Can you help me ? - THanks in advance.
SQL Server 2000+:
SELECT (SELECT TOP 1
a.id
FROM vAnalysesHistory AS a
WHERE a.companyid = n.stockid
ORDER BY a.chosendatetime DESC) AS id,
n.name,
(SELECT TOP 1
a.chosendatetime
FROM vAnalysesHistory AS a
WHERE a.companyid = n.stockid
ORDER BY a.chosendatetime DESC) AS chosendatetime
FROM vStockNames AS n
SQL Server 2005+, using CTE:
WITH cte AS (
SELECT a.id,
a.date,
a.analyseid,
ROW_NUMBER() OVER(PARTITION BY a.analyseid
ORDER BY a.date DESC) AS rk
FROM ANALYSES a)
SELECT n.id,
n.name,
c.date
FROM NAMES n
JOIN cte c ON c.analyseid = n.analyseid
AND c.rk = 1
...without CTE:
SELECT n.id,
n.name,
c.date
FROM NAMES n
JOIN (SELECT a.id,
a.date,
a.analyseid,
ROW_NUMBER() OVER(PARTITION BY a.analyseid
ORDER BY a.date DESC) AS rk
FROM ANALYSES a) c ON c.analyseid = n.analyseid
AND c.rk = 1
You're only asking for the TOP 1, so that's all you're getting. If you want one per companyId, you need to specify that in the SELECT on vAnalysesHistory. Of course, JOINs must be constant and do not allow this.
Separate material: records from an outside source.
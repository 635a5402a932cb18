//! FILENAME: core/registry/src/attribute.rs
//! The filterable-attribute catalog.
//!
//! Filter controls, the distinct-value indexer, and sort-key resolution all
//! speak in attribute wire names. The catalog is the single list of those
//! names, each tagged with its column group and value kind, so callers can
//! scope filter controls per ecosystem group the same way the table scopes
//! column visibility.

use serde::{Deserialize, Serialize};

// ============================================================================
// GROUP KEY
// ============================================================================

/// Identifies one of the ecosystem column groups. Used to select which
/// attribute groups participate in filtering/visibility; not part of FlatRow.
#[derive(Debug, Clone, Copy, PartialEq, Eq, Hash, Serialize, Deserialize)]
#[serde(rename_all = "camelCase")]
pub enum GroupKey {
    /// Device identity columns.
    Device,
    /// Cloud-service columns.
    Ewelink,
    /// Bridge-protocol columns.
    Matter,
    /// Local-hub columns.
    HomeAssistant,
}

// ============================================================================
// ATTRIBUTE VALUES
// ============================================================================

/// A borrowed view of one row attribute.
#[derive(Debug, Clone, Copy, PartialEq)]
pub enum AttrValue<'a> {
    Bool(bool),
    Text(&'a str),
    List(&'a [String]),
}

/// The value kind an attribute carries, as declared in the catalog.
#[derive(Debug, Clone, Copy, PartialEq, Eq, Serialize, Deserialize)]
#[serde(rename_all = "camelCase")]
pub enum AttrKind {
    Bool,
    Text,
    List,
}

// ============================================================================
// CATALOG
// ============================================================================

/// One catalog entry: an attribute the query engine understands.
#[derive(Debug, Clone, Copy, PartialEq, Eq)]
pub struct AttributeSpec {
    /// Wire name (camelCase), as used in filter maps and sort keys.
    pub name: &'static str,

    /// Column group this attribute belongs to.
    pub group: GroupKey,

    pub kind: AttrKind,

    /// Whether the distinct-value indexer builds an option list for this
    /// attribute. Model strings (unique per device) and free-text notes
    /// stay out of the option dropdowns but remain filterable.
    pub indexed: bool,
}

const fn spec(name: &'static str, group: GroupKey, kind: AttrKind, indexed: bool) -> AttributeSpec {
    AttributeSpec { name, group, kind, indexed }
}

/// Every attribute the query engine accepts in filters and sort keys,
/// in column order.
pub fn attributes() -> &'static [AttributeSpec] {
    ATTRIBUTES
}

static ATTRIBUTES: &[AttributeSpec] = &[
    spec("deviceModel", GroupKey::Device, AttrKind::Text, false),
    spec("deviceType", GroupKey::Device, AttrKind::Text, true),
    spec("deviceBrand", GroupKey::Device, AttrKind::Text, true),
    spec("deviceCategory", GroupKey::Device, AttrKind::Text, true),
    spec("ewelinkSupported", GroupKey::Ewelink, AttrKind::Bool, true),
    spec("ewelinkCapabilities", GroupKey::Ewelink, AttrKind::List, true),
    spec("matterSupported", GroupKey::Matter, AttrKind::Bool, true),
    spec("matterDeviceType", GroupKey::Matter, AttrKind::Text, true),
    spec("matterSupportedClusters", GroupKey::Matter, AttrKind::List, true),
    spec("matterUnsupportedClusters", GroupKey::Matter, AttrKind::List, true),
    spec("matterProtocolVersion", GroupKey::Matter, AttrKind::Text, true),
    spec("appleSupported", GroupKey::Matter, AttrKind::List, true),
    spec("appleNotes", GroupKey::Matter, AttrKind::List, false),
    spec("googleSupported", GroupKey::Matter, AttrKind::List, true),
    spec("googleNotes", GroupKey::Matter, AttrKind::List, false),
    spec("smartThingsSupported", GroupKey::Matter, AttrKind::List, true),
    spec("smartThingsNotes", GroupKey::Matter, AttrKind::List, false),
    spec("alexaSupported", GroupKey::Matter, AttrKind::List, true),
    spec("alexaNotes", GroupKey::Matter, AttrKind::List, false),
    spec("homeAssistantSupported", GroupKey::HomeAssistant, AttrKind::Bool, true),
    spec("homeAssistantEntities", GroupKey::HomeAssistant, AttrKind::List, true),
];
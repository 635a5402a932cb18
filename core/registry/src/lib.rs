//! FILENAME: core/registry/src/lib.rs
//! PURPOSE: Main library entry point for the device registry data model.
//! CONTEXT: Re-exports public types and modules for use by other crates.

pub mod attribute;
pub mod normalize;
pub mod record;
pub mod row;

// Re-export commonly used types at the crate root
pub use attribute::{attributes, AttrKind, AttrValue, AttributeSpec, GroupKey};
pub use normalize::{normalize, NormalizeError};
pub use record::{CloudSupport, EwelinkBlock, HomeAssistantBlock, MatterEntry, RawRecord};
pub use row::FlatRow;
//! FILENAME: core/worker/src/error.rs

use thiserror::Error;

/// Failure modes of the messaging boundary. Every failure is reported as
/// the rejected response of the request that caused it; none of them
/// corrupts or discards an installed snapshot.
#[derive(Error, Debug)]
pub enum EngineError {
    /// `distinct` or `query` arrived before any successful `load`.
    #[error("no dataset has been loaded")]
    NotLoaded,

    /// The request itself was malformed (e.g., a negative page limit in a
    /// JSON query). Unknown attribute names are NOT this error - they are
    /// ignored to tolerate schema skew between UI and engine builds.
    #[error("invalid query: {0}")]
    InvalidQuery(String),

    #[error("load failed: {0}")]
    Load(#[from] persistence::LoadError),

    /// The worker task is gone (its channel closed). Only reachable when
    /// the runtime is shutting down underneath the caller.
    #[error("engine worker terminated")]
    Disconnected,
}
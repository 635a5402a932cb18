//! FILENAME: core/query-engine/src/engine.rs
//! Query Engine - filter, sort, and paginate against the row store.
//!
//! Algorithm:
//! 1. Compile the filter map into per-attribute accepted-value sets
//! 2. Single pass over the snapshot collecting matching rows
//! 3. If a sort key is given, reorder contiguous device groups as units
//! 4. Slice the page window and annotate it with span metadata
//!
//! Sorting moves whole device groups, comparing each group by its first
//! row's key value with ties kept in normalized order. That is what keeps a
//! multi-row device contiguous even when the sort key is a bridge field
//! whose value differs between the device's own rows.

use crate::definition::{PageWindow, QueryInput, SortDirection, SortSpec};
use crate::spans::annotate;
use crate::view::QueryResult;
use registry::{attributes, AttrValue, FlatRow};
use rustc_hash::FxHashSet;
use std::cmp::Ordering;

// ============================================================================
// PUBLIC API
// ============================================================================

/// Answers one query against an immutable row snapshot.
///
/// `total` counts every match before pagination; the returned rows are the
/// requested window after filter + sort, annotated for merged-cell
/// rendering. Queries never mutate or rebuild anything on the snapshot.
pub fn run_query(rows: &[FlatRow], input: &QueryInput) -> QueryResult {
    let filters = compile_filters(input);

    let matched: Vec<&FlatRow> = if filters.is_empty() {
        rows.iter().collect()
    } else {
        rows.iter().filter(|row| row_matches(row, &filters)).collect()
    };

    let total = matched.len();

    let matched = match &input.sort {
        Some(sort) if is_known_attribute(&sort.key) => sort_device_groups(matched, sort),
        _ => matched,
    };

    let window = page_slice(&matched, &input.page);
    let page_rows: Vec<FlatRow> = window.iter().map(|row| (*row).clone()).collect();

    QueryResult {
        rows: annotate(page_rows),
        total,
    }
}

// ============================================================================
// FILTERING
// ============================================================================

/// A filter constraint ready for per-row evaluation.
struct CompiledFilter<'a> {
    attribute: &'a str,
    accepted: FxHashSet<&'a str>,
}

/// Drops unknown attribute names (schema-skew tolerance) and empty value
/// sets (an empty dropdown selection means "no constraint", never
/// "match nothing").
fn compile_filters(input: &QueryInput) -> Vec<CompiledFilter<'_>> {
    input
        .filters
        .iter()
        .filter(|(name, values)| !values.is_empty() && is_known_attribute(name.as_str()))
        .map(|(name, values)| CompiledFilter {
            attribute: name.as_str(),
            accepted: values.iter().map(|v| v.as_str()).collect(),
        })
        .collect()
}

/// A row matches when every compiled constraint accepts it. List-valued
/// attributes match when at least one element is accepted; booleans match
/// against the "true" / "false" literals.
fn row_matches(row: &FlatRow, filters: &[CompiledFilter<'_>]) -> bool {
    filters.iter().all(|filter| {
        match row.attribute(filter.attribute) {
            Some(AttrValue::Bool(value)) => {
                filter.accepted.contains(if value { "true" } else { "false" })
            }
            Some(AttrValue::Text(value)) => filter.accepted.contains(value),
            Some(AttrValue::List(items)) => {
                items.iter().any(|item| filter.accepted.contains(item.as_str()))
            }
            // Unreachable after compile_filters, but stay lenient
            None => true,
        }
    })
}

fn is_known_attribute(name: &str) -> bool {
    attributes().iter().any(|spec| spec.name == name)
}

// ============================================================================
// SORTING
// ============================================================================

/// Reorders contiguous device groups by the sort key, stable within ties.
///
/// The input arrives in normalized order (device groups contiguous), so a
/// single scan finds the group boundaries. Each group is compared by its
/// first row's value for the key; rows inside a group never reorder.
fn sort_device_groups<'a>(matched: Vec<&'a FlatRow>, sort: &SortSpec) -> Vec<&'a FlatRow> {
    let mut runs: Vec<(usize, usize)> = Vec::new();
    let mut start = 0;
    for i in 1..=matched.len() {
        if i == matched.len() || !matched[i].same_device(matched[i - 1]) {
            runs.push((start, i - start));
            start = i;
        }
    }

    runs.sort_by(|&(a, _), &(b, _)| {
        let ordering = compare_attr(
            matched[a].attribute(&sort.key),
            matched[b].attribute(&sort.key),
        );
        match sort.direction {
            SortDirection::Ascending => ordering,
            SortDirection::Descending => ordering.reverse(),
        }
    });

    runs.iter()
        .flat_map(|&(run_start, len)| matched[run_start..run_start + len].iter().copied())
        .collect()
}

/// Total order across attribute values, in the spirit of the cache value
/// comparison the table engines use: missing first, then booleans
/// (false before true), then text (lexicographic), then lists
/// (element-wise lexicographic).
fn compare_attr(a: Option<AttrValue<'_>>, b: Option<AttrValue<'_>>) -> Ordering {
    match (a, b) {
        (None, None) => Ordering::Equal,
        (None, Some(_)) => Ordering::Less,
        (Some(_), None) => Ordering::Greater,
        (Some(va), Some(vb)) => match (va, vb) {
            (AttrValue::Bool(x), AttrValue::Bool(y)) => x.cmp(&y),
            (AttrValue::Bool(_), _) => Ordering::Less,
            (_, AttrValue::Bool(_)) => Ordering::Greater,
            (AttrValue::Text(x), AttrValue::Text(y)) => x.cmp(y),
            (AttrValue::Text(_), _) => Ordering::Less,
            (_, AttrValue::Text(_)) => Ordering::Greater,
            (AttrValue::List(x), AttrValue::List(y)) => x.cmp(y),
        },
    }
}

// ============================================================================
// PAGINATION
// ============================================================================

/// Half-open window into the matched sequence. Out-of-range requests are
/// empty pages, never errors.
fn page_slice<'a>(matched: &'a [&'a FlatRow], page: &PageWindow) -> &'a [&'a FlatRow] {
    if page.limit == 0 || page.offset >= matched.len() {
        return &[];
    }
    let end = page.offset.saturating_add(page.limit).min(matched.len());
    &matched[page.offset..end]
}

// ============================================================================
// TESTS
// ============================================================================
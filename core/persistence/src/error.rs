//! FILENAME: core/persistence/src/error.rs

use registry::NormalizeError;
use thiserror::Error;

/// Dataset load failure. Any variant leaves the caller's previous snapshot
/// untouched - no partial snapshot is ever installed.
#[derive(Error, Debug)]
pub enum LoadError {
    #[error("IO error: {0}")]
    Io(#[from] std::io::Error),

    #[error("HTTP error: {0}")]
    Http(#[from] reqwest::Error),

    #[error("Malformed dataset JSON: {0}")]
    Json(#[from] serde_json::Error),

    #[error("Normalization error: {0}")]
    Normalize(#[from] NormalizeError),
}
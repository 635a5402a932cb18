//! FILENAME: core/persistence/src/source.rs
//! Dataset source resolution - URL or filesystem path into raw records.

use crate::error::LoadError;
use registry::{normalize, FlatRow, RawRecord};

/// Fetches and parses the dataset at `source`.
///
/// `http://` and `https://` locations go over the network; anything else is
/// treated as a filesystem path. The document must be a JSON array of raw
/// records.
pub async fn load_dataset(source: &str) -> Result<Vec<RawRecord>, LoadError> {
    let bytes = read_source(source).await?;
    let records: Vec<RawRecord> = serde_json::from_slice(&bytes)?;
    Ok(records)
}

/// Fetches, parses, and normalizes in one step - the shape the worker
/// builds its snapshot from.
pub async fn load_rows(source: &str) -> Result<Vec<FlatRow>, LoadError> {
    let records = load_dataset(source).await?;
    Ok(normalize(&records)?)
}

async fn read_source(source: &str) -> Result<Vec<u8>, LoadError> {
    if source.starts_with("http://") || source.starts_with("https://") {
        let response = reqwest::get(source).await?.error_for_status()?;
        Ok(response.bytes().await?.to_vec())
    } else {
        Ok(tokio::fs::read(source).await?)
    }
}
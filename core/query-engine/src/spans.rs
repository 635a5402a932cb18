//! FILENAME: core/query-engine/src/spans.rs
//! Group-Span Calculator - merged-cell metadata for a page window.
//!
//! Works on the already-paginated window only: group boundaries are always
//! re-derived per page, so a device split across a page break re-opens as a
//! fresh head on the next page. Cross-page continuity is intentionally not
//! tracked.

use crate::view::EnrichedRow;
use registry::FlatRow;

/// Annotates an ordered row window with group metadata.
///
/// A row heads a group iff its full device identity differs from the
/// previous row's (the first row of the window always heads). The head
/// carries the run length; the other rows of the run carry 0. The identity
/// span runs the same scan keyed on the model field alone.
///
/// Invariant: for a maximal run of N identity-equal rows, exactly one head
/// with span N, N-1 rows with span 0, and the spans of the run sum to N.
pub fn annotate(rows: Vec<FlatRow>) -> Vec<EnrichedRow> {
    let group_spans = run_lengths(&rows, |a, b| a.same_device(b));
    let identity_spans = run_lengths(&rows, |a, b| a.device_model == b.device_model);

    rows.into_iter()
        .enumerate()
        .map(|(i, row)| EnrichedRow {
            row,
            is_group_head: group_spans[i] > 0,
            group_span: group_spans[i],
            identity_span: identity_spans[i],
        })
        .collect()
}

/// Run-length encodes the window under an equivalence test: the first row
/// of each maximal run gets the run length, every other row gets 0.
fn run_lengths<F>(rows: &[FlatRow], same: F) -> Vec<u32>
where
    F: Fn(&FlatRow, &FlatRow) -> bool,
{
    let mut spans = vec![0u32; rows.len()];
    let mut start = 0;
    for i in 1..=rows.len() {
        if i == rows.len() || !same(&rows[i], &rows[i - 1]) {
            spans[start] = (i - start) as u32;
            start = i;
        }
    }
    spans
}
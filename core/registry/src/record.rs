//! FILENAME: core/registry/src/record.rs
//! Raw dataset records - the on-wire shape of one device's compatibility entry.
//!
//! These structures mirror the published JSON document: identity fields plus
//! nested per-ecosystem support blocks. Every non-identity field is defaulted
//! so that sparse records (a device listed with no ecosystem data yet) still
//! parse; required-field validation happens during normalization, not here.

use serde::{Deserialize, Serialize};

// ============================================================================
// RAW RECORD
// ============================================================================

/// One device entry as published in the dataset document.
///
/// A record carries up to three ecosystem blocks:
/// - `ewelink`: cloud-service support (one block per device)
/// - `matter`: bridge-protocol support, one entry per third-party hub mapping
/// - `home_assistant`: local-hub support (one block per device)
#[derive(Debug, Clone, Default, PartialEq, Serialize, Deserialize)]
#[serde(rename_all = "camelCase", default)]
pub struct RawRecord {
    /// Device model designation. The only required identity field.
    pub device_model: String,

    /// Device type (e.g., "Switch", "Sensor").
    pub device_type: String,

    /// Manufacturer brand.
    pub device_brand: String,

    /// Catalog category (e.g., "Wall Switch").
    pub device_category: String,

    /// Cloud-service support block.
    pub ewelink: Option<EwelinkBlock>,

    /// Bridge-protocol entries, one per third-party hub mapping.
    /// A device may expose several Matter device types through different hubs.
    pub matter: Vec<MatterEntry>,

    /// Local-hub support block.
    pub home_assistant: Option<HomeAssistantBlock>,
}

// ============================================================================
// ECOSYSTEM BLOCKS
// ============================================================================

/// Cloud-service support for a device.
#[derive(Debug, Clone, Default, PartialEq, Serialize, Deserialize)]
#[serde(rename_all = "camelCase", default)]
pub struct EwelinkBlock {
    pub supported: bool,

    /// Capability names exposed through the cloud service.
    pub capabilities: Vec<String>,
}

/// One bridge-protocol mapping of a device onto a Matter device type.
#[derive(Debug, Clone, Default, PartialEq, Serialize, Deserialize)]
#[serde(rename_all = "camelCase", default)]
pub struct MatterEntry {
    /// The Matter device type this mapping exposes (e.g., "On/Off Light").
    pub device_type: String,

    pub supported_clusters: Vec<String>,
    pub unsupported_clusters: Vec<String>,

    /// Matter protocol version the mapping was certified against.
    pub protocol_version: String,

    /// Third-party cloud behavior observed through this mapping.
    pub apple: CloudSupport,
    pub google: CloudSupport,
    pub smart_things: CloudSupport,
    pub alexa: CloudSupport,
}

/// Support observations for one third-party cloud.
///
/// The dataset records phrases ("basic control", "no scene support"), not
/// booleans - an empty `supported` list means nothing has been verified.
#[derive(Debug, Clone, Default, PartialEq, Serialize, Deserialize)]
#[serde(rename_all = "camelCase", default)]
pub struct CloudSupport {
    pub supported: Vec<String>,
    pub notes: Vec<String>,
}

/// Local-hub support for a device.
#[derive(Debug, Clone, Default, PartialEq, Serialize, Deserialize)]
#[serde(rename_all = "camelCase", default)]
pub struct HomeAssistantBlock {
    pub supported: bool,

    /// Entity names the device synchronizes into the local hub.
    pub entities: Vec<String>,
}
Fortunately, CROSS APPLY comes to the rescue in cases like this.
SELECT
B.id,
B.chosendatetime,
vStockNames.name
FROM
vStockNames
CROSS APPLY
(
SELECT TOP 1
vAnalysesHistory.id,
vAnalysesHistory.chosendatetime,
vAnalysesHistory.companyid
FROM
vAnalysesHistory
WHERE companyid = vStockNames.stockid
ORDER BY
vAnalysesHistory.chosendatetime DESC
) AS B
You could also use ROW_NUMBER() to do the same:
SELECT
B.id,
B.chosendatetime,
vStockNames.name
FROM
vStockNames
INNER JOIN
(
SELECT
vAnalysesHistory.id,
vAnalysesHistory.chosendatetime,
vAnalysesHistory.companyid,
ROW_NUMBER() OVER (PARTITION BY companyid ORDER BY chosendatetime DESC) AS row
FROM
vAnalysesHistory
) AS B
ON
B.companyid = vStockNames.stockid AND b.row = 1
Personally I'm a fan of the first approach. It will likely be faster and is easier to read IMO.
Will something like this work for you?
;with RankedAnalysesHistory as
(
SELECT
vah.id,
vah.chosendatetime,
vah.companyid
,rank() over (partition by vah.companyid order by vah.chosendatetime desc) rnk
FROM
vAnalysesHistory vah
)
SELECT
B.id,
B.chosendatetime,
vsn.name
FROM
vStockNames vsn
join RankedAnalysesHistory as rah on rah.companyid = vsn.stockid and vah.rnk = 1
It seems to me that you only need SQL-92 for this. Of course, explicit documentation of the joining columns between the tables would help.
Simple names
SELECT B.ID, C.ChosenDate, N.Name
FROM (SELECT A.AnalyseID, MAX(A.Date) AS ChosenDate
FROM Analyses AS A
GROUP BY A.AnalyseID) AS C
JOIN Analyses AS B ON C.AnalyseID = B.AnalyseID AND C.ChosenDate = B.Date
JOIN Names AS N ON N.AnalyseID = C.AnalyseID
The sub-select generates the latest analysis for each company; the join with Analyses picks up the Analyse.ID value corresponding to that latest analysis, and the join with Names picks up the company name. (The C.ChosenDate in the select-list could be replaced by B.Date AS ChosenDate, of course.)
Complicated names
SELECT B.ID, C.ChosenDateTime, N.Name
FROM (SELECT A.CompanyID, MAX(A.ChosenDateTime) AS ChosenDateTime
FROM vAnalysesHistory AS A
GROUP BY A.CompanyID) AS C
JOIN vAnalysesHistory AS B ON C.CompanyID = B.CompanyID
AND C.ChosenDateTime = B.ChosenDateTime
JOIN vStockNames AS N ON N.AnalyseID = C.AnalyseID
Same query with systematic renaming (and slightly different layout to avoid horizontal scrollbars).